Americas: Further anti-government unrest expected in Venezuela as pressure on Maduro mounts
Key Risks: political instability; civil unrest; violent crackdown on dissent
In Venezuela, opposition National Assembly President Juan Guaido called for anti-government demonstrations on 30 January and 2 February amid growing pressure for President Nicolas Maduro to call snap elections. Nationwide protests reignited on 21 January following the rebellion of 27 National Guard officials against Maduro. At least 29 people have been killed and over 350 arrested since then. Guaido declared himself interim president on 23 January, supported by the US and most countries in the region. On 26 January France, Germany, Spain and the UK stated they would recognise Guaido as interim president should Maduro fail to call snap election by 3 February. The EU issued a similar, although less specific, statement. The role of the military will remain crucial in determining Maduro’s position. The risk of violent unrest and arbitrary detentions will remain high over the coming days.
Asia-Pacific: At least 20 killed in bomb attack in the Philippines days after Mindanao referendum
Key Risks: terrorism
In the Philippines’ Mindanao region at least 20 people, including members of the security forces, were killed and 111 others injured in a twin bomb attack on 27 January targeting the Cathedral of Our Lady of Mount Carmel in Jolo, Sulu province. The attack was likely carried out by Abu Sayyaf Group (ASG) militants. On 21 January residents in Mindanao overwhelmingly voted in favour of the Bangsomoro Organic Law (BOL) to create an autonomous, Muslim majority region. However, residents on the island of Jolo voted to reject the BOL. The twin bomb attacks on the cathedral, which has been targeted by ASG and Islamic State (IS)-affiliated militants in the past, may have been carried in retaliation for rejecting the vote for further autonomy in Mindanao. The attack also highlights ASG’s continued might in the area despite tough government crackdowns.

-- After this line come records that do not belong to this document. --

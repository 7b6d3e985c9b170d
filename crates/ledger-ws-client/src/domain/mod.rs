//! Domain types for the client.
//!
//! Call identity, the pending-call registry and handle, configuration and
//! error handling.

pub mod call_id;
pub mod config;
pub mod error;
pub mod handle;
pub mod pending;

// Re-exports for convenience
pub use call_id::{CallId, CallIdAllocator};
pub use config::ClientConfig;
pub use error::{messages, CallError, CallResult, ClientError, CommandError, ConfigError};
pub use handle::CallHandle;
pub use pending::{CallOutcome, CallStats, PendingCall, PendingCallStore, StatsSnapshot};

Eurasia: After 18 years, first signs of Afghan peace deal emerge
Key Risks: terrorism
On 28 January US Special Representative to Afghanistan Zalmay Khalilzad announced that Taliban officials agreed a framework for a tentative peace deal. The announcement came hours after Afghan President Ashraf Ghani gave a publicly televised statement calling for direct talks with the Taliban. The deal reportedly centres on Taliban pledges to stop the country from becoming a safe haven for international Islamist extremist militants, but it is only preliminary and US officials said that progress on such talks would be required for the deal to proceed. Ghani himself expressed concerns the US could seek to rush such a deal. Despite the progress, regular attacks by the Taliban will continue and there is a risk that the local Islamic State affiliate could seek to take advantage of any steps towards reconciliation.
Europe: Latest set of key Brexit votes imminent
Key Risks: political instability; trade disruption
British MPs are due to vote in the latest set of make-or-break Brexit votes, including plans pushed by Labour MP Yvette Cooper that would delay Brexit if no-deal looks likely. Voting on the major amendments is due to begin on 29 January Cooper’s amendment is seen as likely to pass, and some ministers said they may resign from Prime Minister Theresa May’s government if she whips votes against it. Backbench Conservative MP Dominic Grieve has also put forward an amendment that would make the next steps on Brexit essentially the prerogative of parliament, not the government. It is possible that May will resign in the coming days, as political developments could be rapid and the associated whiplash may be fierce. There is also a possibility that all major amendments fail, which could plunge Britain deeper into turmoil. May has insisted on resuming talks with the European Union over the backstop, despite Brussels having repeatedly ruled this out.
MENA: European Commission adds Saudi Arabia to draft ‘terrorism financing’ list
Key Risks: sanctions
The European Commission added Saudi Arabia to a draft list of countries that pose a threat to the bloc due to lax security controls against terrorist financing and money laundering. The EU’s draft list comprises 23 countries including Iran, Iraq, Syria, Afghanistan and North Korea, but is being updated at a time of increased scrutiny of Riyadh’s practices. The Commission accuses Riyadh of ‘strategic deficiencies’ in efforts to combat dirty money. The decision needs to be ratified by EU nations before the draft can be approved next week. The addition will necessitate enhanced checks, making business with the Kingdom more onerous, but is unlikely to dampen investor appetite for projects such as the impending Aramco debt issuance.
Sub-Saharan Africa: Nigeria’s opposition PDP suspends campaign in protest of Chief Justice’s suspension
Key Risks: political instability; civil unrest
Nigeria’s main opposition party, the People’s Democratic Party (PDP), suspended campaigning for the 16 February elections to protest President Muhammadu Buhari’s decision to suspend Chief Justice Walter Onnoghen, Nigeria’s most senior judge. On 12 January the Nigeria’s Code of Conduct Tribunal announced Onnoghen would face trial over alleged breaches of asset-declaration rules. The PDP and its presidential candidate Atiku Abubakar contend that the allegations are politically motivated. Buhari, who has been campaigning on an anti-corruption platform, insists he is merely following the Court of Conduct Tribunal’s recommendations. Although an appeals court ordered Onnoghen’s trial be suspended, Buhari proceeded to install his deputy Tanko Muhammad as interim Chief Justice. As head of Nigeria’s Supreme Court, the Chief Justice has the ultimate say in electoral disputes. If Onnoghen’s suspension is upheld, there is a heightened risk of a disputed outcome following February’s vote.